Data in this exercise:

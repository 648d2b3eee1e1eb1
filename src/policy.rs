// Copyright 2018-2026 Theodore Cipicchio
//
// Licensed under the Apache License, Version 2.0 <LICENSE-APACHE or
// http://www.apache.org/licenses/LICENSE-2.0> or the MIT license
// <LICENSE-MIT or http://opensource.org/licenses/MIT>, at your
// option. This file may not be copied, modified, or distributed
// except according to those terms.

//! Allocation policies.

use core::ptr;

use super::{Error, ErrorKind};

#[cfg(feature = "alloc")]
use alloc::alloc::{alloc, alloc_zeroed, dealloc, realloc, Layout};
#[cfg(feature = "alloc")]
use core::sync::atomic::{AtomicUsize, Ordering};

/// Strategy used by a collection to obtain and release raw memory.
///
/// All methods take `&self` so that a single policy instance can be shared
/// by any number of collections at once. Implementations that need to track
/// state should use interior mutability.
///
/// Arrays borrowing a shared policy can only be sent to another thread if
/// the policy is [`Sync`].
///
/// [`Sync`]: https://doc.rust-lang.org/core/marker/trait.Sync.html
///
/// # Safety
///
/// Memory returned by [`allocate()`], [`callocate()`], and [`reallocate()`]
/// must be valid for reads and writes of the requested size, aligned to the
/// requested alignment, and must not overlap any other live block returned
/// by the same policy. Implementations with [`ALLOCATES`] set to `false` must
/// never be asked to provide memory by a collection, and are expected to
/// return null addresses.
///
/// [`ALLOCATES`]: #associatedconstant.ALLOCATES
/// [`allocate()`]: #tymethod.allocate
/// [`callocate()`]: #tymethod.callocate
/// [`reallocate()`]: #tymethod.reallocate
pub unsafe trait AllocationPolicy {
    /// Whether the policy actually provides memory.
    ///
    /// Collections backed by a non-allocating policy keep their elements in
    /// inline storage, and report their [size] based on capacity rather
    /// than element count.
    ///
    /// [size]: trait.Collection.html#method.size
    const ALLOCATES: bool;

    /// Prepares the policy for use by a collection expecting roughly
    /// `capacity` elements.
    #[inline]
    fn initialize(&self, capacity: usize) {
        let _ = capacity;
    }

    /// Allocates a block of `size` bytes aligned to `alignment`.
    fn allocate(&self, size: usize, alignment: usize)
        -> Result<*mut u8, Error<()>>;

    /// Allocates a block of `size` bytes aligned to `alignment`, with each
    /// byte set to `value`.
    fn callocate(
        &self,
        size: usize,
        value: u8,
        alignment: usize,
    ) -> Result<*mut u8, Error<()>>;

    /// Resizes a block previously returned by this policy, preserving the
    /// first `min(old_size, new_size)` bytes of its contents.
    ///
    /// The returned address may differ from `address`, in which case the
    /// old block is no longer valid. If an error is returned, the old block
    /// is left untouched.
    ///
    /// # Safety
    ///
    /// `address` must have been returned by this policy with the given
    /// `old_size` and `alignment`, and must not have been released yet.
    unsafe fn reallocate(
        &self,
        address: *mut u8,
        old_size: usize,
        new_size: usize,
        alignment: usize,
    ) -> Result<*mut u8, Error<()>>;

    /// Releases a block previously returned by this policy. Null addresses
    /// are ignored.
    ///
    /// # Safety
    ///
    /// `address` must have been returned by this policy with the given
    /// `size` and `alignment`, and must not have been released yet.
    unsafe fn deallocate(
        &self,
        address: *mut u8,
        size: usize,
        alignment: usize,
    );

    /// Resets any bookkeeping maintained by the policy.
    #[inline]
    fn reset(&self) {}

    /// Releases any resources held by the policy itself. Called by a
    /// collection that owns its policy instance when the collection is
    /// dropped.
    #[inline]
    fn deinitialize(&self) {}
}

/// Policy for collections whose storage never comes from an allocator.
///
/// Every method is a no-op returning a null address. This is the policy
/// used by [`StaticArray`], and it can also be used with a [`DynamicArray`]
/// to obtain an array that refuses to grow.
///
/// [`DynamicArray`]: struct.DynamicArray.html
/// [`StaticArray`]: struct.StaticArray.html
#[derive(Clone, Copy, Debug, Default, PartialEq, Eq)]
pub struct NoAllocation;

unsafe impl AllocationPolicy for NoAllocation {
    const ALLOCATES: bool = false;

    #[inline(always)]
    fn allocate(&self, _: usize, _: usize) -> Result<*mut u8, Error<()>> {
        Ok(ptr::null_mut())
    }

    #[inline(always)]
    fn callocate(
        &self,
        _: usize,
        _: u8,
        _: usize,
    ) -> Result<*mut u8, Error<()>> {
        Ok(ptr::null_mut())
    }

    #[inline(always)]
    unsafe fn reallocate(
        &self,
        _: *mut u8,
        _: usize,
        _: usize,
        _: usize,
    ) -> Result<*mut u8, Error<()>> {
        Ok(ptr::null_mut())
    }

    #[inline(always)]
    unsafe fn deallocate(&self, _: *mut u8, _: usize, _: usize) {}
}

/// Policy backed by the global heap allocator.
///
/// `HeapAllocation` keeps track of the number of bytes and blocks it has
/// handed out that have not yet been released, which makes it easy to check
/// that collections sharing an instance return all of their memory. The
/// counters are atomic, so an instance can be shared between threads.
///
/// # Examples
///
/// ```
/// use seqarray::{DynamicArray, HeapAllocation};
///
/// let heap = HeapAllocation::new();
/// {
///     let mut array =
///         DynamicArray::<u32>::with_capacity_in(8, &heap).unwrap();
///     array.push_back(1).unwrap();
///     assert_eq!(heap.allocated_bytes(), 32);
///     assert_eq!(heap.allocation_count(), 1);
/// }
/// assert_eq!(heap.allocated_bytes(), 0);
/// assert_eq!(heap.allocation_count(), 0);
/// ```
#[cfg(feature = "alloc")]
#[derive(Debug, Default)]
pub struct HeapAllocation {
    /// Bytes currently handed out.
    allocated_bytes: AtomicUsize,
    /// Blocks currently handed out.
    allocation_count: AtomicUsize,
}

#[cfg(feature = "alloc")]
impl HeapAllocation {
    /// Creates a new heap allocation policy with no outstanding blocks.
    #[inline]
    pub const fn new() -> Self {
        HeapAllocation {
            allocated_bytes: AtomicUsize::new(0),
            allocation_count: AtomicUsize::new(0),
        }
    }

    /// Returns the number of bytes allocated through this policy that have
    /// not been released.
    #[inline]
    pub fn allocated_bytes(&self) -> usize {
        self.allocated_bytes.load(Ordering::Relaxed)
    }

    /// Returns the number of blocks allocated through this policy that have
    /// not been released.
    #[inline]
    pub fn allocation_count(&self) -> usize {
        self.allocation_count.load(Ordering::Relaxed)
    }

    /// Validates an allocation request, returning its layout.
    fn layout(size: usize, alignment: usize) -> Result<Layout, Error<()>> {
        if size == 0 || !alignment.is_power_of_two() {
            return Err(Error::new(ErrorKind::InvalidArgument, ()));
        }

        Layout::from_size_align(size, alignment)
            .map_err(|_| Error::new(ErrorKind::Overflow, ()))
    }

    /// Records a block of `size` bytes as handed out, returning it.
    #[inline]
    fn track(
        &self,
        address: *mut u8,
        size: usize,
    ) -> Result<*mut u8, Error<()>> {
        if address.is_null() {
            return Err(Error::new(ErrorKind::OutOfMemory, ()));
        }

        self.allocated_bytes.fetch_add(size, Ordering::Relaxed);
        self.allocation_count.fetch_add(1, Ordering::Relaxed);
        Ok(address)
    }

    /// Records a block of `size` bytes as released.
    #[inline]
    fn untrack(&self, size: usize) {
        Self::adjust(&self.allocated_bytes, |bytes| {
            bytes.saturating_sub(size)
        });
        Self::adjust(&self.allocation_count, |count| {
            count.saturating_sub(1)
        });
    }

    /// Atomically replaces a counter with the result of `op`.
    #[inline]
    fn adjust<F>(counter: &AtomicUsize, op: F)
    where
        F: Fn(usize) -> usize,
    {
        // The closure never declines the update.
        let _ = counter.fetch_update(
            Ordering::Relaxed,
            Ordering::Relaxed,
            |value| Some(op(value)),
        );
    }
}

#[cfg(feature = "alloc")]
unsafe impl AllocationPolicy for HeapAllocation {
    const ALLOCATES: bool = true;

    fn allocate(
        &self,
        size: usize,
        alignment: usize,
    ) -> Result<*mut u8, Error<()>> {
        let layout = Self::layout(size, alignment)?;
        self.track(unsafe { alloc(layout) }, size)
    }

    fn callocate(
        &self,
        size: usize,
        value: u8,
        alignment: usize,
    ) -> Result<*mut u8, Error<()>> {
        let layout = Self::layout(size, alignment)?;
        let address = unsafe {
            if value == 0 {
                alloc_zeroed(layout)
            } else {
                let address = alloc(layout);
                if !address.is_null() {
                    ptr::write_bytes(address, value, size);
                }
                address
            }
        };

        self.track(address, size)
    }

    unsafe fn reallocate(
        &self,
        address: *mut u8,
        old_size: usize,
        new_size: usize,
        alignment: usize,
    ) -> Result<*mut u8, Error<()>> {
        if address.is_null() {
            return Err(Error::new(ErrorKind::InvalidArgument, ()));
        }

        let old_layout = Self::layout(old_size, alignment)?;
        Self::layout(new_size, alignment)?;

        let new_address = realloc(address, old_layout, new_size);
        if new_address.is_null() {
            return Err(Error::new(ErrorKind::OutOfMemory, ()));
        }

        Self::adjust(&self.allocated_bytes, |bytes| {
            bytes.saturating_sub(old_size).wrapping_add(new_size)
        });
        Ok(new_address)
    }

    unsafe fn deallocate(
        &self,
        address: *mut u8,
        size: usize,
        alignment: usize,
    ) {
        if address.is_null() {
            return;
        }

        // Blocks only ever come from a validated layout, so this can only
        // fail if the caller broke the safety contract.
        if let Ok(layout) = Self::layout(size, alignment) {
            dealloc(address, layout);
            self.untrack(size);
        }
    }

    #[inline]
    fn reset(&self) {
        self.allocated_bytes.store(0, Ordering::Relaxed);
        self.allocation_count.store(0, Ordering::Relaxed);
    }

    #[inline]
    fn deinitialize(&self) {
        self.reset();
    }
}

Work order:
Wherever the word "returning" occurs in the data above, copy the line it sits in.

Solution to the problem:
/// Every method is a no-op returning a null address. This is the policy
    /// Validates an allocation request, returning its layout.
    /// Records a block of `size` bytes as handed out, returning it.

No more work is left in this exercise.